* Collected data
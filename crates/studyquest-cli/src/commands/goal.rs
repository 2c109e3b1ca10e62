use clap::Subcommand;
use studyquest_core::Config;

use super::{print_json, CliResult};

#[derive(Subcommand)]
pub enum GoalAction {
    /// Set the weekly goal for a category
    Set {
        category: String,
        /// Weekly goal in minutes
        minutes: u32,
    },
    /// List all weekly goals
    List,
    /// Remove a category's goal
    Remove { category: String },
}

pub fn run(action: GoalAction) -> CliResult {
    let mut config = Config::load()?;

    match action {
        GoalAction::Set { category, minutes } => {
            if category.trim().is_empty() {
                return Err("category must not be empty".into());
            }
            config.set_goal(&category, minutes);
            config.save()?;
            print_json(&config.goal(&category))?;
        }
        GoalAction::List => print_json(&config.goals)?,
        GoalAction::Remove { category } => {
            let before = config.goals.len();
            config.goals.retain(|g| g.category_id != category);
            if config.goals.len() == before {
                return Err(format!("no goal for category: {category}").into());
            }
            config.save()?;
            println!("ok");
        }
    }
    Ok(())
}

...

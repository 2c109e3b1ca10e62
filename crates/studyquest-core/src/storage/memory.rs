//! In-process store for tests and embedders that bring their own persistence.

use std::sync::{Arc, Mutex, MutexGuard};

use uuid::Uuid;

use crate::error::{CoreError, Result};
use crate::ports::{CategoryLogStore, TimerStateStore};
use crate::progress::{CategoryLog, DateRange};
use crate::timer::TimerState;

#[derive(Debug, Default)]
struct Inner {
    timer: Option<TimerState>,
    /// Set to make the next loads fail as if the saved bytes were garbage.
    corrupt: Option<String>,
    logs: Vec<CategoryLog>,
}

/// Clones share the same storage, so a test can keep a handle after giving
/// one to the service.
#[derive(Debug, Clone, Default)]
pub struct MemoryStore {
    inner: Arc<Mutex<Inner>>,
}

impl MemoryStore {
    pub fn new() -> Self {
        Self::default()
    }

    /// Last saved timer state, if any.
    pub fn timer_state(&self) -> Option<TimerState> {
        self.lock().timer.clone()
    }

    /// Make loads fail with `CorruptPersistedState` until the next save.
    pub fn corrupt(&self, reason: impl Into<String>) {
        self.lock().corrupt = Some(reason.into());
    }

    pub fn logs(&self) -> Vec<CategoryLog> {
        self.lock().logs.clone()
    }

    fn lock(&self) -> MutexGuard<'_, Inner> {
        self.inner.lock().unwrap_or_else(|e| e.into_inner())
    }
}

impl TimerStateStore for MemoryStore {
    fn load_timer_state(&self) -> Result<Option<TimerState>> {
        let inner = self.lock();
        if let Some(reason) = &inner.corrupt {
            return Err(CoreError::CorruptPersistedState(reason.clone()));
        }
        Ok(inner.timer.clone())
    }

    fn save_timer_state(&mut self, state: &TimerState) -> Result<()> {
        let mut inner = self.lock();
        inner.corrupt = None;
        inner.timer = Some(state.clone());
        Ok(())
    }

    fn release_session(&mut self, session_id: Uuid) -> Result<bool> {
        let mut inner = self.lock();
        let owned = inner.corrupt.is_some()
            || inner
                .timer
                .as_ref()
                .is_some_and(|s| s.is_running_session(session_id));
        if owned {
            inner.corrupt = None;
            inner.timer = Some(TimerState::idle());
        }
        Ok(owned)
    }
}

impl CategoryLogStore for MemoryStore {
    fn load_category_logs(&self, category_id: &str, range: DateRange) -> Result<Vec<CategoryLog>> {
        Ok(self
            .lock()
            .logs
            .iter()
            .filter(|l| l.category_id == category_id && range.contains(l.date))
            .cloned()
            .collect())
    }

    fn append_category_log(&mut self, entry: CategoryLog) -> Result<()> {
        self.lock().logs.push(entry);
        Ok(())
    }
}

* Work order
Your answer must be a single number: the count of lines in the data that contain the string "minutes".

* Response to the exercise
4